Berlin

Syriens Übergangspräsident al-Scharaa für Besuch in Berlin | ABC-Z

Im Januar gingen trotz der Absage des Besuchs in Berlin Tausende Menschen auf die Straße, um gegen al-Scharaa zu protestieren. Dazu hatten pro-kurdische und pro-alevitische Organisationen aufgerufen. Sie forderten die Bundesregierung auf, die Zusammenarbeit mit der syrischen Regierung einzustellen. Kritisiert wurde auch, dass Bundeskanzler Merz mit al-Scharaa über die Rückführung von syrischen Flüchtlingen aus Deutschland diskutieren wollte.

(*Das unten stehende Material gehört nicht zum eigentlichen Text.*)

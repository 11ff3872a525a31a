use crate::scene::shapes::{CircleCmd, LineCmd, TextCmd};

/// Renderer-agnostic draw command stream.
///
/// Extending the scene:
/// - add a new shape module under `scene::shapes::*`
/// - add a new variant here
/// - implement push helpers inside that shape module
/// - teach a renderer under `render::shapes::*` to consume it
#[derive(Debug, Clone, PartialEq)]
pub enum DrawCmd {
    Circle(CircleCmd),
    Line(LineCmd),
    Text(TextCmd),
}

impl DrawCmd {
    /// Short name used in logs.
    pub fn kind(&self) -> &'static str {
        match self {
            DrawCmd::Circle(_) => "circle",
            DrawCmd::Line(_) => "line",
            DrawCmd::Text(_) => "text",
        }
    }
}
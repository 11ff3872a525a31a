//! Time subsystem.
//!
//! `Scheduler` holds delayed redraw requests with cancellable handles. It is
//! not coupled to the runtime; the runtime owns one per window.

mod scheduler;

pub use scheduler::{Scheduler, TimerHandle};
use quartz_engine::logging::{init_logging, LoggingConfig};
use quartz_ui::prelude::*;

const FONT_PATHS: &[&str] = &[
    "/usr/share/fonts/TTF/DejaVuSans.ttf",
    "/usr/share/fonts/truetype/dejavu/DejaVuSans.ttf",
    "/usr/share/fonts/dejavu/DejaVuSans.ttf",
    "/usr/share/fonts/noto/NotoSans-Regular.ttf",
    "/usr/share/fonts/truetype/noto/NotoSans-Regular.ttf",
    "/System/Library/Fonts/Supplemental/Arial.ttf",
    "C:\\Windows\\Fonts\\arial.ttf",
];

fn main() {
    init_logging(LoggingConfig::default());

    let face = ClockFace::default();
    let side = f64::from(face.radius * 2.0);

    Application::new()
        .title("Quartz Clock")
        .size(side, side)
        .font("numerals", load_font())
        .run_widget(move |fonts: &FontMap| ClockView::new(face, fonts.get("numerals")).into());
}

fn load_font() -> Vec<u8> {
    match FONT_PATHS.iter().find_map(|p| std::fs::read(p).ok()) {
        Some(bytes) => bytes,
        None => {
            log::warn!("no system font found; the clock will be drawn without numerals");
            Vec::new()
        }
    }
}
use std::fmt;

/// Error returned by [`FontSystem::load_font`].
#[derive(Debug, Clone)]
pub struct FontLoadError(pub String);

impl fmt::Display for FontLoadError {
    fn fmt(&self, f: &mut fmt::Formatter<'_>) -> fmt::Result {
        write!(f, "font load error: {}", self.0)
    }
}

impl std::error::Error for FontLoadError {}

/// Opaque handle to a font loaded into a [`FontSystem`].
/// Handle to a font loaded into a [`FontSystem`].
///
/// Only meaningful for the system that issued it; renderers skip text whose
/// font they cannot resolve.
#[derive(Debug, Copy, Clone, Eq, PartialEq, Hash)]
pub struct FontId(pub(crate) usize);

impl FontId {
    /// Handle for the `index`-th font loaded into a system.
    pub const fn from_index(index: usize) -> Self {
        Self(index)
    }

    pub const fn index(self) -> usize {
        self.0
    }
}

/// Owns a collection of loaded fonts.
///
/// Fonts are immutable after loading. The system is owned by the application
/// and passed to the text renderer each frame so new glyphs can be rasterized
/// on demand.
#[derive(Default)]
pub struct FontSystem {
    fonts: Vec<fontdue::Font>,
}

impl FontSystem {
    pub fn new() -> Self {
        Self::default()
    }

    /// Parses and stores a TrueType or OpenType font from raw bytes.
    pub fn load_font(&mut self, bytes: &[u8]) -> Result<FontId, FontLoadError> {
        if bytes.is_empty() {
            return Err(FontLoadError("empty font data".to_string()));
        }
        let font = fontdue::Font::from_bytes(bytes, fontdue::FontSettings::default())
            .map_err(|e| FontLoadError(e.to_string()))?;
        let id = FontId(self.fonts.len());
        self.fonts.push(font);
        Ok(id)
    }

    #[inline]
    pub fn len(&self) -> usize {
        self.fonts.len()
    }

    #[inline]
    pub fn is_empty(&self) -> bool {
        self.fonts.is_empty()
    }

    pub(crate) fn get(&self, id: FontId) -> Option<&fontdue::Font> {
        self.fonts.get(id.0)
    }

    /// Distance from the top of a line box to its baseline at `size` px.
    ///
    /// Falls back to `0.8 × size` for fonts without horizontal metrics.
    pub fn ascent(&self, id: FontId, size: f32) -> f32 {
        self.get(id)
            .and_then(|font| font.horizontal_line_metrics(size))
            .map_or(size * 0.8, |m| m.ascent)
    }
}
use quartz_engine::coords::Vec2;

// ── Constraints ───────────────────────────────────────────────────────────

/// Layout constraints passed down from parent to child during measure.
///
/// A child may return any size in `[min, max]`. Parents enforce their own
/// policy by calling [`Constraints::constrain`] on the returned size.
/// An infinite `max` on an axis means the parent does not bound that axis.
#[derive(Debug, Clone, Copy, PartialEq)]
pub struct Constraints {
    pub min: Vec2,
    pub max: Vec2,
}

impl Constraints {
    /// Tight: child must be exactly `size`.
    #[inline]
    pub fn tight(size: Vec2) -> Self {
        Self { min: size, max: size }
    }

    /// Loose: child can be anywhere from zero up to `max`.
    #[inline]
    pub fn loose(max: Vec2) -> Self {
        Self { min: Vec2::zero(), max }
    }

    /// No constraint: child can take any positive size.
    #[inline]
    pub fn unbounded() -> Self {
        Self { min: Vec2::zero(), max: Vec2::splat(f32::INFINITY) }
    }

    #[inline]
    pub fn has_bounded_width(self) -> bool {
        self.max.x.is_finite()
    }

    #[inline]
    pub fn has_bounded_height(self) -> bool {
        self.max.y.is_finite()
    }

    /// Clamp a size into `[min, max]`.
    #[inline]
    #[must_use]
    pub fn constrain(self, size: Vec2) -> Vec2 {
        Vec2::new(
            size.x.max(self.min.x).min(self.max.x),
            size.y.max(self.min.y).min(self.max.y),
        )
    }
}

#[cfg(test)]
mod tests {
    use super::*;

    #[test]
    fn constrain_clamps_both_axes() {
        let c = Constraints { min: Vec2::new(10.0, 10.0), max: Vec2::new(100.0, 50.0) };
        assert_eq!(c.constrain(Vec2::new(5.0, 80.0)), Vec2::new(10.0, 50.0));
        assert_eq!(c.constrain(Vec2::new(60.0, 20.0)), Vec2::new(60.0, 20.0));
    }

    #[test]
    fn tight_forces_size() {
        let c = Constraints::tight(Vec2::new(30.0, 40.0));
        assert_eq!(c.constrain(Vec2::zero()), Vec2::new(30.0, 40.0));
        assert_eq!(c.constrain(Vec2::splat(1000.0)), Vec2::new(30.0, 40.0));
    }

    #[test]
    fn unbounded_reports_no_bounds() {
        let c = Constraints::unbounded();
        assert!(!c.has_bounded_width());
        assert!(!c.has_bounded_height());
        assert_eq!(c.constrain(Vec2::new(400.0, 400.0)), Vec2::new(400.0, 400.0));

        let l = Constraints::loose(Vec2::new(300.0, f32::INFINITY));
        assert!(l.has_bounded_width());
        assert!(!l.has_bounded_height());
    }
}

Auch für Montag sind wieder mehrere Demonstrationen gegen den Besuch al-Scharaas in Berlin angemeldet, wie aus der Versammlungsübersicht der Berliner Polizei hervorgeht [berlin.de].

Die Kurdische Gemeinde Deutschland (KGD) kritisierte den bevorstehenden Besuch al-Scharaas in Berlin. “Ein ehemaliger Dschihadistenführer, dessen Organisation Hayat Tahrir al-Sham (HTS) lange Zeit von den Vereinten Nationen als Terrororganisation eingestuft wurde, darf keine protokollarische Aufwertung erfahren”, hieß es in einer Mitteilung am Freitag. “Ahmed al-Scharaa trägt Verantwortung für zahlreiche Menschenrechtsverletzungen, Kriegsverbrechen und Verbrechen gegen die Menschlichkeit.”

Von Merz forderte die KGD, bei dem Treffen Menschenrechtsverletzungen klar zu benennen und verbindliche Zusagen zum Schutz von Minderheiten einzufordern.